ALGHERO – Non solo città di pescatori, ma sede di un importante patrimonio agricolo con pochi raffronti in Sardegna, ideale per la produzione di ottimi vini ed oli di qualità. È questa la positiva immagine di Alghero emersa durante il primo workshop di “Liber y Liber” dal titolo “Alghero tra mare e terra nel cibo tradizionale”, organizzato ieri (venerdì) dall’Aes nella Sala conferenze di Lo Quarter. È il volto di una vivace città costiera dalle mille possibilità, capace di trovare valide alternative nelle attività di produzione, che passano dalle reti da pesca nella bella stagione ai frantoi con l’arrivo dell’autunno. Nell’incontro moderato da Tommaso Sussarello, Giuseppe Izza ha ricordato che il salto di qualità fu fatto nel 1624, quando il vicere Giovanni Vivas portò in Sardegna una cinquantina di maestri innestatori di ulivo provenienti da Valencia e Maiorca, che insegnarono l’arte dell’innesto in tutta l’Isola. Furono introdotti gli innesti di varietà spagnola, conosciuta oggi come “bosana”. Fu una vera rivoluzione, considerato che prima di allora si era prodotto solo olio di olivastro e di lentischio.

Il territorio di Alghero seppe sfruttare questa opportunità, dando avvio ad un periodo felice che permise lo sviluppo della “llua”, una condizione fisica e mentale difficile da definire, che si avvicina al concetto del “dolce far niente”. I Savoia proseguirono in questa politica di incentivi, accordando addirittura titoli nobiliari a chi avesse coltivato oltre 4mila piante di olivo. Giovanni Fancello ha invece fatto notare come la pastorizia ad Alghero sia sempre stata presente in maniera molto limitata. Non allo stesso modo i suoi prodotti (provenienti dai centri limitrofi quali Villanova, Olmedo, Ittiri o Thiesi) frutto di scambi con i prodotti della pesca. Appare significativo che dai documenti risulti come, nella sua spedizione per Algeri, passando per Alghero, l’imperatore Carlo V portò via di tutto, botti di vino, maiali, frutta secca e tanto altro, ma nemmeno una pecora.

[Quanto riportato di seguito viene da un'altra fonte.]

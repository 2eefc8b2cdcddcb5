//! Shared application state.

use crate::session::{InMemorySessionStore, SessionStore};
use crate::users::{InMemoryUserPreferences, UserPreferences};
use langcountry_common_config::{LangCountryConfig, SessionConfig};
use langcountry_i18n::LangCountry;
use std::sync::Arc;

/// Application state handed to every handler and to the binding middleware.
#[derive(Clone)]
pub struct AppState {
    /// Locale service.
    pub service: LangCountry,
    /// Session value storage.
    pub sessions: Arc<dyn SessionStore>,
    /// User preference storage.
    pub users: Arc<dyn UserPreferences>,
    /// Session keys of the two stored values.
    pub fields: Arc<SessionConfig>,
    /// Path segment of the switch endpoint.
    pub switcher_uri: Arc<str>,
}

impl AppState {
    /// State with in-memory stores.
    pub fn new(service: LangCountry, config: &LangCountryConfig) -> Self {
        Self {
            service,
            sessions: Arc::new(InMemorySessionStore::with_limits(
                config.session.idle_timeout(),
                config.session.max_sessions,
            )),
            users: Arc::new(InMemoryUserPreferences::new()),
            fields: Arc::new(config.session.clone()),
            switcher_uri: Arc::from(config.switcher.uri.trim()),
        }
    }

    /// Replace the session store.
    pub fn with_session_store(mut self, store: Arc<dyn SessionStore>) -> Self {
        self.sessions = store;
        self
    }

    /// Replace the user preference store.
    pub fn with_user_preferences(mut self, users: Arc<dyn UserPreferences>) -> Self {
        self.users = users;
        self
    }
}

Invece, Torquato Frulio ha affrontato il percorso della marineria algherese attraverso l’analisi del cibo dei marinai, mettendo a confronto passato e futuro dell’alimentazione locale. Secondo Frulio, bisognerebbe recuperare le varietà legate alla pesca costiera, molte delle quali sono andate perdute negli ultimi anni a causa di diversi fattori come la pesca intensiva ed il riscaldamento dei mari. Non è stato trascurato il tema della salute. Si è parlato della comparsa dell’anisakis, parassita del pesce presente ovunque, ed è stato fatto un invito al consumo di pescato locale, più sano non solo per mancanza di inquinamento, ma anche perché arriva naturalmente più fresco in tavola.